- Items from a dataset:
┏━━

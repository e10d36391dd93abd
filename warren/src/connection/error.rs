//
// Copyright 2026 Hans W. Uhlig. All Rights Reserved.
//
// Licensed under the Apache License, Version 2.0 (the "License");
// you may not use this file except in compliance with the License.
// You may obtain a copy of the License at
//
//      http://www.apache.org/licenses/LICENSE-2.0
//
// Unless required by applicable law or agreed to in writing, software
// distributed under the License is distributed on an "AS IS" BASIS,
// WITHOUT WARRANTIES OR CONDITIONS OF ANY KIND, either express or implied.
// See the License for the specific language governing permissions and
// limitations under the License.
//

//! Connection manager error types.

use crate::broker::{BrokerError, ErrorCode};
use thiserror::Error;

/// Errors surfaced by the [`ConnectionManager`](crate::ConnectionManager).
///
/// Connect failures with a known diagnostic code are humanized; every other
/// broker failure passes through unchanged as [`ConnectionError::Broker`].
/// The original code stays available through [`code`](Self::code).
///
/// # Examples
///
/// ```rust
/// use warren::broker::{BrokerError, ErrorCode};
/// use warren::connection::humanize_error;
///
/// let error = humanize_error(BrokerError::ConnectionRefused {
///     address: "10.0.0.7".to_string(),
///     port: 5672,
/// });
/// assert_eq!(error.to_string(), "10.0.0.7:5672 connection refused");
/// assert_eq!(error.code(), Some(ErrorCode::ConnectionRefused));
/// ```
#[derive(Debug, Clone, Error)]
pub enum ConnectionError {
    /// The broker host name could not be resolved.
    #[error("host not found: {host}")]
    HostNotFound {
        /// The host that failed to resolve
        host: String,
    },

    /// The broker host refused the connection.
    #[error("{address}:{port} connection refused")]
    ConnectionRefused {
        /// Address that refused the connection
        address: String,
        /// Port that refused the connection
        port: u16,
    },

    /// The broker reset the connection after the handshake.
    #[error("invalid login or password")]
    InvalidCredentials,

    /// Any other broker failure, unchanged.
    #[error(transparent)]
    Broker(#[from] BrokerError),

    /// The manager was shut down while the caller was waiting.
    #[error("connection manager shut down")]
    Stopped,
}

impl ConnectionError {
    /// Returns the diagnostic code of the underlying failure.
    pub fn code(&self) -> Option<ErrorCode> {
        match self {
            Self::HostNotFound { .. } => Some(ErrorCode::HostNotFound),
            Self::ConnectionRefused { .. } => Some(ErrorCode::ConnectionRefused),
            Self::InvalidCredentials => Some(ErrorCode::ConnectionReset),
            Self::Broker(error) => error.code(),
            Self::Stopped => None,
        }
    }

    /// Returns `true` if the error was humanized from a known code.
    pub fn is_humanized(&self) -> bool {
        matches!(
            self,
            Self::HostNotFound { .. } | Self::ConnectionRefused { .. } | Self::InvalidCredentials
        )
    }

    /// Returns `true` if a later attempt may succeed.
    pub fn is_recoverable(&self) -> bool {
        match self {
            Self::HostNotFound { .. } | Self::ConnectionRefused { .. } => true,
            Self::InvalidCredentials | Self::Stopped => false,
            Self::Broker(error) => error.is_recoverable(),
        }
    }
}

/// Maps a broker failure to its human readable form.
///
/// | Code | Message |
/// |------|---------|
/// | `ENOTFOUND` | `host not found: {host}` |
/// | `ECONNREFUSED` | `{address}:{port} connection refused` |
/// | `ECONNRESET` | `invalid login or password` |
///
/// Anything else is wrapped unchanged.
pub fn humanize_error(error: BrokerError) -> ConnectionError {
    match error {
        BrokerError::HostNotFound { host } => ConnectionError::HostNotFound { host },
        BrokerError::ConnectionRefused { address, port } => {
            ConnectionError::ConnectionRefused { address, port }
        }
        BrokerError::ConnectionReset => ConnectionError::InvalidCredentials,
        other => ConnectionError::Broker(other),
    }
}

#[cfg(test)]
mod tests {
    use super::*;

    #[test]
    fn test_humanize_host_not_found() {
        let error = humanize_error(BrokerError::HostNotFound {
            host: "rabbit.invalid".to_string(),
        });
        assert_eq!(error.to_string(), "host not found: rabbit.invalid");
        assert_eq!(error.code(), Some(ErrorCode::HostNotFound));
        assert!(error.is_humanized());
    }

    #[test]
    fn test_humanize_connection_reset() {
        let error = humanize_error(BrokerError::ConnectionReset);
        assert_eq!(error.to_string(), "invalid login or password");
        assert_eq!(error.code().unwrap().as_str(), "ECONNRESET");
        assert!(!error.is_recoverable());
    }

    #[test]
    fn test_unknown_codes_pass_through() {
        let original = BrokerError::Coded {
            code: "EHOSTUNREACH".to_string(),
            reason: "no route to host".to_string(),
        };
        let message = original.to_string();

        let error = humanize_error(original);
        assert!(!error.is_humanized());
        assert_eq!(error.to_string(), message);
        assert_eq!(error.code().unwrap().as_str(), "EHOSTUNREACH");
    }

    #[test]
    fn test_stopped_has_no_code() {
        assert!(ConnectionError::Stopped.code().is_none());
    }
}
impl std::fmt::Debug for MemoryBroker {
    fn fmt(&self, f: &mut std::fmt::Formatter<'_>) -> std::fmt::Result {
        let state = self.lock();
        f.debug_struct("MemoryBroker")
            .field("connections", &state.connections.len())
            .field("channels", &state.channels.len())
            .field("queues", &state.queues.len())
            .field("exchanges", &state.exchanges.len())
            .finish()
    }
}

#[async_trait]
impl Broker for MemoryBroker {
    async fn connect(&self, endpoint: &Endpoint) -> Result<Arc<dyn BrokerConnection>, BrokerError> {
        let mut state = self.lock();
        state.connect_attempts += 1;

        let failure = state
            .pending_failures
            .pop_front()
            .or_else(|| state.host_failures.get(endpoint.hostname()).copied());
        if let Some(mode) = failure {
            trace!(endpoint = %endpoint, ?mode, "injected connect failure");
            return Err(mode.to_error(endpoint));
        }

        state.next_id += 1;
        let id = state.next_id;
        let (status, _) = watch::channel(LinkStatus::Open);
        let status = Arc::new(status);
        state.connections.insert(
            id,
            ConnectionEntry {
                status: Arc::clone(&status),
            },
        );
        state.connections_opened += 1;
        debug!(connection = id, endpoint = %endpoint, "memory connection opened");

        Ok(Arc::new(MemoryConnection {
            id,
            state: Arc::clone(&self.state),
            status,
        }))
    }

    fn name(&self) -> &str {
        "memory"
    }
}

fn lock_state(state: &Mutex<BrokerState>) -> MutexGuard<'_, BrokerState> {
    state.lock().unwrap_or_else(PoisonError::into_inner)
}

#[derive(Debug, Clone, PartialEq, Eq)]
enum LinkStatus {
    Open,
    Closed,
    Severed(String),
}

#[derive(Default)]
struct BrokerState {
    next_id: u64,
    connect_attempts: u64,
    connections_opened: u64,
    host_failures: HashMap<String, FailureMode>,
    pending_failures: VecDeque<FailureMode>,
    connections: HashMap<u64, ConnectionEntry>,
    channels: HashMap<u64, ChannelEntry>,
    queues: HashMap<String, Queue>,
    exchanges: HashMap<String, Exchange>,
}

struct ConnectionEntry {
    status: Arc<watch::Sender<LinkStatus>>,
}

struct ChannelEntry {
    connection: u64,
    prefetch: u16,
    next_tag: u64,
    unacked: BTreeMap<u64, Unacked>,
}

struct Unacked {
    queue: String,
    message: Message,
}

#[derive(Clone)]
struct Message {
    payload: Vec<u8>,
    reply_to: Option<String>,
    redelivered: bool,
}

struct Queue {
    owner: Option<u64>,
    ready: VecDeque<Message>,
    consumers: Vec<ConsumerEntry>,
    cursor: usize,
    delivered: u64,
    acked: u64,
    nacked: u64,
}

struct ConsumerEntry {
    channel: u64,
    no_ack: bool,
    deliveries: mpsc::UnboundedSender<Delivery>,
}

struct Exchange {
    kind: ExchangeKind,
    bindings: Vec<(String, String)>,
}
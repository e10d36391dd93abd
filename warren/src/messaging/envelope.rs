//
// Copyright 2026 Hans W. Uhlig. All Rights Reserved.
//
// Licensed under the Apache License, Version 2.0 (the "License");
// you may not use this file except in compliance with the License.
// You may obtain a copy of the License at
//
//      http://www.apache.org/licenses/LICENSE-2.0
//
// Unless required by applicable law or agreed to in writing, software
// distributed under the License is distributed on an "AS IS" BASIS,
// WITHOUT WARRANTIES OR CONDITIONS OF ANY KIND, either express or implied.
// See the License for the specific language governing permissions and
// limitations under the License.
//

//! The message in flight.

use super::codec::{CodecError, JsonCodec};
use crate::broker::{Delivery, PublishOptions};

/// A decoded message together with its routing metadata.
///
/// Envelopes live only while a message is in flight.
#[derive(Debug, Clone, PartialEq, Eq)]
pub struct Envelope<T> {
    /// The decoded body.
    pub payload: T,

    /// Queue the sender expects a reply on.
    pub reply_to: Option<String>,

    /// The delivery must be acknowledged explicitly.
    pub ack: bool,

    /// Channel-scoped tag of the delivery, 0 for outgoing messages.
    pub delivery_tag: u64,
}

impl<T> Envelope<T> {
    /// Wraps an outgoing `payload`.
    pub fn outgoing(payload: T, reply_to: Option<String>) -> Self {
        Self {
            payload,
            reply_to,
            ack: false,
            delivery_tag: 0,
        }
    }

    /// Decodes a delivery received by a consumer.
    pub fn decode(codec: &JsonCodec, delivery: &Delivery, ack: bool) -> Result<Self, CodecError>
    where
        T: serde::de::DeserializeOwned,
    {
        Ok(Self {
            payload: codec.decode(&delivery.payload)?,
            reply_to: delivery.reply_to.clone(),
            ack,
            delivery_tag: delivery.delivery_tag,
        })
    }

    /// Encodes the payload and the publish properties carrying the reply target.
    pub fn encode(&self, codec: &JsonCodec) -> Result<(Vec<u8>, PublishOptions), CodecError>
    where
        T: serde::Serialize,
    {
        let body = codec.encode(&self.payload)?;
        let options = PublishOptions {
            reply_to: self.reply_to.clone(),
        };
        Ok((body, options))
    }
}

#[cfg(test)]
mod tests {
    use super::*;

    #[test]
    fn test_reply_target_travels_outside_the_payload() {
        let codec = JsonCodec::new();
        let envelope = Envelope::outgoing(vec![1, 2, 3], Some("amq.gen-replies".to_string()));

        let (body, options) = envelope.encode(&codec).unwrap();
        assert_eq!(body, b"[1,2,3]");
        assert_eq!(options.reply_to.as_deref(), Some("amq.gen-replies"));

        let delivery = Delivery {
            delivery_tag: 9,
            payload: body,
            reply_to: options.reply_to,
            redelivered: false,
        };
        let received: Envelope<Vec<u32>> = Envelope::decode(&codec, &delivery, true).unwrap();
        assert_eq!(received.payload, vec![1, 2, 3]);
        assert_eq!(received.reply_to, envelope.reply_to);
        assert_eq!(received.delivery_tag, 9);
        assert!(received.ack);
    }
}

┗━━

- Problem details:
All lines of the entries containing the string "other" must be shown in full.

- The completed task:
/// Connect failures with a known diagnostic code are humanized; every other
    /// Any other broker failure, unchanged.
        other => ConnectionError::Broker(other),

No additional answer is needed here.